The Homeopaths

19Nov2025

Virtual Program

From 7:00 p.m. until 8:00 p.m.

The alternative system of medicine known as homeopathy, was founded by Samuel Hahnemann (1755-1843) more than 200 years ago and was based on several theories, two of which include: “like cures like,” (the notion that disease can be cured by a substance that produces similar symptoms in healthy persons); and the “law of minimum dose” (the notion that the lower the dose, the greater its effectiveness). Although critics argue its effects are largely due to placebo, therapeutic context, or natural healing, not the remedies themselves, an estimated 200 million people practice homeopathy worldwide, including 5 million adults and 1 million children in the United States. In the history of homeopathy, the American form of homeopathy is unique.

Registration required.

Dr. John Haller, emeritus professor of medical humanities and the history of ideas, has authored more than thirty books on subjects ranging from race and sexuality, to medicine, pharmacy, biography, religion, spirituality, war, and philosophy.
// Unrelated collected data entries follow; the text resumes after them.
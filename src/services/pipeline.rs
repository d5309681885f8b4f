// src/services/pipeline.rs

use std::sync::Arc;

use chrono::Utc;
use futures::{StreamExt, future, stream};
use tokio_util::sync::CancellationToken;
use tracing::{error, info, warn};
use uuid::Uuid;

use crate::{
    errors::{PayrollError, PayrollResult},
    models::{
        BatchItemReport, Bulletin, BulletinBatch, ContributionPreviewRequest, ContributionResult,
        DeliveryOptions, DeliveryReceipt, DeliveryRecord, GenerateBatchRequest,
        GenerateBulletinRequest, ItemStatus, Money, PayrollPeriod, RuleBook, YearToDate,
    },
    services::{
        aggregator::aggregate,
        archive::{ArchiveReport, BatchSettings, render_archive},
        bulletin::{BuildOptions, BulletinBuilder, BulletinInput},
        calculator::{ContributionCalculator, ContributionProfile},
        delivery::DeliveryService,
        render::DocumentRenderer,
        repository::BulletinRepository,
    },
};

/// Result of a batch run: one report per requested item, in request order,
/// and the archive of every bulletin that rendered.
#[derive(Debug)]
pub struct BatchOutcome {
    pub period: PayrollPeriod,
    pub reports: Vec<BatchItemReport>,
    pub archive: Vec<u8>,
}

impl BatchOutcome {
    pub fn archive_name(&self) -> String {
        format!("bulletins_{}.zip", self.period)
    }
}

/// Aggregation, calculation, building, persistence, rendering and delivery
/// wired together.
pub struct PayrollPipeline {
    rules: Arc<RuleBook>,
    repository: Arc<dyn BulletinRepository>,
    renderer: Arc<dyn DocumentRenderer>,
    delivery: DeliveryService,
    batch: BatchSettings,
}

impl PayrollPipeline {
    pub fn new(
        rules: Arc<RuleBook>,
        repository: Arc<dyn BulletinRepository>,
        renderer: Arc<dyn DocumentRenderer>,
        delivery: DeliveryService,
        batch: BatchSettings,
    ) -> Self {
        Self {
            rules,
            repository,
            renderer,
            delivery,
            batch,
        }
    }

    pub fn rules(&self) -> &RuleBook {
        &self.rules
    }

    pub fn template_version(&self) -> &str {
        self.renderer.template_version()
    }

    pub fn storage_backend(&self) -> &'static str {
        self.repository.backend()
    }

    pub async fn check_storage(&self) -> PayrollResult<()> {
        self.repository.ping().await
    }

    /// Statutory figures for a salary without building a bulletin.
    pub fn preview(&self, req: &ContributionPreviewRequest) -> PayrollResult<ContributionResult> {
        let rules = self.rules.for_period(req.period)?;
        let profile = ContributionProfile {
            dependents: req.dependents,
            cimr_rate: req.cimr_rate,
        };
        ContributionCalculator::compute(
            req.gross_salary,
            req.taxable_base.unwrap_or(req.gross_salary),
            &profile,
            rules,
        )
    }

    /// Builds and persists the bulletin of one employee for one period.
    pub async fn generate(&self, req: GenerateBulletinRequest) -> PayrollResult<Bulletin> {
        let employee_id = req.employee.id;
        let period = req.period;
        self.issue(req).await.inspect_err(|e| {
            warn!(%employee_id, %period, error = %e, "Bulletin not generated");
        })
    }

    async fn issue(&self, req: GenerateBulletinRequest) -> PayrollResult<Bulletin> {
        let GenerateBulletinRequest {
            employee,
            company,
            period,
            payment,
            adjustments,
            absences,
            supersede,
        } = req;

        let rules = self.rules.for_period(period)?;
        let aggregation = aggregate(&employee, &company, period, &adjustments, &absences, rules)?;
        let contributions = ContributionCalculator::compute(
            aggregation.gross_total,
            aggregation.taxable_base,
            &ContributionProfile::from(&employee),
            rules,
        )?;

        let current = self.repository.current(employee.id, period).await?;
        let year_to_date_before = self.year_to_date_before(employee.id, period).await?;

        let bulletin = BulletinBuilder::build(
            BulletinInput {
                employee,
                company,
                period,
                payment,
                aggregation,
                contributions,
            },
            rules,
            current.as_ref(),
            BuildOptions {
                supersede,
                generated_at: Utc::now(),
                year_to_date_before,
            },
        )?;

        self.repository.insert(&bulletin).await?;
        info!(
            bulletin_id = %bulletin.id,
            employee_id = %bulletin.employee_id(),
            %period,
            version = bulletin.version,
            net = %bulletin.net_total,
            "Bulletin generated"
        );
        Ok(bulletin)
    }

    /// Totals of the employee's current bulletins for the earlier months of
    /// `period`'s year.
    async fn year_to_date_before(
        &self,
        employee_id: Uuid,
        period: PayrollPeriod,
    ) -> PayrollResult<Option<YearToDate>> {
        let earlier: Vec<Bulletin> = self
            .repository
            .current_for_year(employee_id, period.year())
            .await?
            .into_iter()
            .filter(|b| b.period < period)
            .collect();

        if earlier.is_empty() {
            return Ok(None);
        }
        Ok(Some(YearToDate {
            months: earlier.len() as u32,
            gross: earlier.iter().map(|b| b.gross_total).sum(),
            taxable: earlier.iter().map(|b| b.taxable_total).sum(),
            income_tax: earlier.iter().map(|b| b.contributions.income_tax).sum::<Money>(),
            net: earlier.iter().map(|b| b.net_total).sum(),
        }))
    }

    pub async fn get(&self, id: Uuid) -> PayrollResult<Bulletin> {
        self.repository
            .get(id)
            .await?
            .ok_or_else(|| PayrollError::NotFound(format!("bulletin {id}")))
    }

    pub async fn render_pdf(&self, id: Uuid) -> PayrollResult<(Bulletin, Vec<u8>)> {
        let bulletin = self.get(id).await?;
        let document = self.renderer.render(&bulletin).await?;
        Ok((bulletin, document))
    }

    /// Archive of already persisted bulletins, in the order requested.
    pub async fn archive(
        &self,
        ids: &[Uuid],
        cancel: &CancellationToken,
    ) -> PayrollResult<(Vec<u8>, ArchiveReport)> {
        let mut bulletins = Vec::with_capacity(ids.len());
        for id in ids {
            bulletins.push(self.get(*id).await?);
        }
        render_archive(self.renderer.clone(), &bulletins, self.batch, cancel).await
    }

    /// Renders and emails a persisted bulletin, recording the outcome.
    pub async fn deliver(
        &self,
        id: Uuid,
        options: &DeliveryOptions,
    ) -> PayrollResult<DeliveryReceipt> {
        let bulletin = self.get(id).await?;
        self.deliver_bulletin(&bulletin, options).await
    }

    /// Delivery attempts recorded for a bulletin, oldest first.
    pub async fn deliveries(&self, id: Uuid) -> PayrollResult<Vec<DeliveryRecord>> {
        self.get(id).await?;
        self.repository.deliveries(id).await
    }

    async fn deliver_bulletin(
        &self,
        bulletin: &Bulletin,
        options: &DeliveryOptions,
    ) -> PayrollResult<DeliveryReceipt> {
        let document = self.renderer.render(bulletin).await?;
        let outcome = self.delivery.deliver(bulletin, document, options).await;

        let record = match &outcome {
            Ok(receipt) => DeliveryRecord {
                bulletin_id: bulletin.id,
                recipient: receipt.recipient.clone(),
                delivered: true,
                attempts: receipt.attempts,
                error: None,
                recorded_at: receipt.delivered_at,
            },
            Err(e) => DeliveryRecord {
                bulletin_id: bulletin.id,
                recipient: bulletin.employee.email.clone(),
                delivered: false,
                attempts: match e {
                    PayrollError::DeliveryFailure { attempts, .. } => *attempts,
                    _ => 0,
                },
                error: Some(e.to_string()),
                recorded_at: Utc::now(),
            },
        };
        if let Err(e) = self.repository.record_delivery(&record).await {
            error!(bulletin_id = %bulletin.id, error = %e, "Failed to record delivery outcome");
        }

        outcome
    }

    /// Generates, persists and archives the bulletins of a whole period.
    ///
    /// Items fail independently and are reported, never dropped. Once
    /// `cancel` fires no new item is started; items already running finish
    /// and keep their outcome.
    pub async fn generate_batch(
        &self,
        req: GenerateBatchRequest,
        cancel: &CancellationToken,
    ) -> PayrollResult<BatchOutcome> {
        let GenerateBatchRequest {
            company,
            period,
            items,
            supersede,
            deliver,
        } = req;
        self.rules.for_period(period)?;

        let employee_ids: Vec<Uuid> = items.iter().map(|item| item.employee.id).collect();
        info!(%period, items = employee_ids.len(), "Batch started");

        let stop = cancel.clone();
        let mut issued = stream::iter(items)
            .take_while(move |_| future::ready(!stop.is_cancelled()))
            .map(|item| {
                let request = GenerateBulletinRequest {
                    employee: item.employee,
                    company: company.clone(),
                    period,
                    payment: item.payment,
                    adjustments: item.adjustments,
                    absences: item.absences,
                    supersede,
                };
                async move {
                    let employee_id = request.employee.id;
                    (employee_id, self.generate(request).await)
                }
            })
            .buffered(self.batch.concurrency.max(1))
            .boxed();

        let mut reports = Vec::with_capacity(employee_ids.len());
        let mut batch = BulletinBatch::new(period);
        while let Some((employee_id, outcome)) = issued.next().await {
            match outcome {
                Ok(bulletin) => {
                    reports.push(BatchItemReport::succeeded(employee_id, bulletin.id));
                    if let Err(stray) = batch.push(bulletin) {
                        let report = BatchItemReport::failed(
                            employee_id,
                            Some(stray.id),
                            format!("bulletin belongs to {}, not {period}", stray.period),
                        );
                        if let Some(last) = reports.last_mut() {
                            *last = report;
                        }
                    }
                }
                Err(e) => reports.push(BatchItemReport::failed(employee_id, None, e)),
            }
        }
        drop(issued);
        reports.extend(
            employee_ids[reports.len()..]
                .iter()
                .map(|id| BatchItemReport::cancelled(*id, None)),
        );

        let (archive, rendered) =
            render_archive(self.renderer.clone(), batch.bulletins(), self.batch, cancel).await?;
        for report in &mut reports {
            let Some(id) = report.bulletin_id else { continue };
            if let Some(reason) = rendered.failure_for(id) {
                report.status = ItemStatus::Failed;
                report.error = Some(reason.to_string());
            } else if rendered.cancelled.contains(&id) {
                report.status = ItemStatus::Cancelled;
            }
        }

        if let Some(options) = deliver {
            self.deliver_batch(&batch, &rendered, &options, &mut reports, cancel)
                .await;
        }

        let failed = reports
            .iter()
            .filter(|r| r.status == ItemStatus::Failed)
            .count();
        info!(
            %period,
            archived = rendered.rendered.len(),
            failed,
            cancelled = reports.len() - rendered.rendered.len() - failed,
            "Batch finished"
        );

        Ok(BatchOutcome {
            period,
            reports,
            archive,
        })
    }

    /// Emails every archived bulletin of `batch`. Failures land on the item's
    /// report and leave the bulletin persisted.
    async fn deliver_batch(
        &self,
        batch: &BulletinBatch,
        rendered: &ArchiveReport,
        options: &DeliveryOptions,
        reports: &mut [BatchItemReport],
        cancel: &CancellationToken,
    ) {
        let archived: Vec<Bulletin> = batch
            .bulletins()
            .iter()
            .filter(|b| rendered.rendered.contains(&b.id))
            .cloned()
            .collect();
        let stop = cancel.clone();
        let outcomes: Vec<(Uuid, PayrollResult<DeliveryReceipt>)> = stream::iter(archived)
            .take_while(move |_| future::ready(!stop.is_cancelled()))
            .map(|bulletin| async move {
                let outcome = self.deliver_bulletin(&bulletin, options).await;
                (bulletin.id, outcome)
            })
            .buffer_unordered(self.batch.concurrency.max(1))
            .boxed()
            .collect()
            .await;

        for (id, outcome) in outcomes {
            let Some(report) = reports.iter_mut().find(|r| r.bulletin_id == Some(id)) else {
                continue;
            };
            match outcome {
                Ok(receipt) => report.delivery = Some(receipt),
                Err(e) => report.delivery_error = Some(e.to_string()),
            }
        }
    }
}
He is a former editor of Caduceus and served as vice president for academic affairs for twenty years at Southern Illinois University. His most recent books include Fictions of Certitude: Science Faith, and the Search for Meaning, 1840-1920; Swedenborgs’Principles of Usefulness: Social Reform Thought from the Enlightenment to American Pragmatism; Michael A. Musmanno: Lawyer, Legislator, Judge, and Showman; and Religion after the Gods: Edwin H. Wilson and the American Humanist Association (forthcoming).